BEGIN

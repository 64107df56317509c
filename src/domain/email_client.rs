use color_eyre::eyre::Result;

use super::Email;

#[async_trait::async_trait]
pub trait EmailClient {
    async fn send_email(
        &self,
        recipient: &Email,
        subject: &str,
        html_body: &str,
        text_body: &str,
    ) -> Result<()>;
}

END

• TASK STATEMENT: What you hand back must match the records above exactly.

• EXERCISE OUTPUT:
repository 64107df56317509c
filename src/domain/email_client.rs
use color_eyre::eyre::Result;

use super::Email;

#[async_trait::async_trait]
pub trait EmailClient {
    async fn send_email(
        &self,
        recipient: &Email,
        subject: &str,
        html_body: &str,
        text_body: &str,
    ) -> Result<()>;
}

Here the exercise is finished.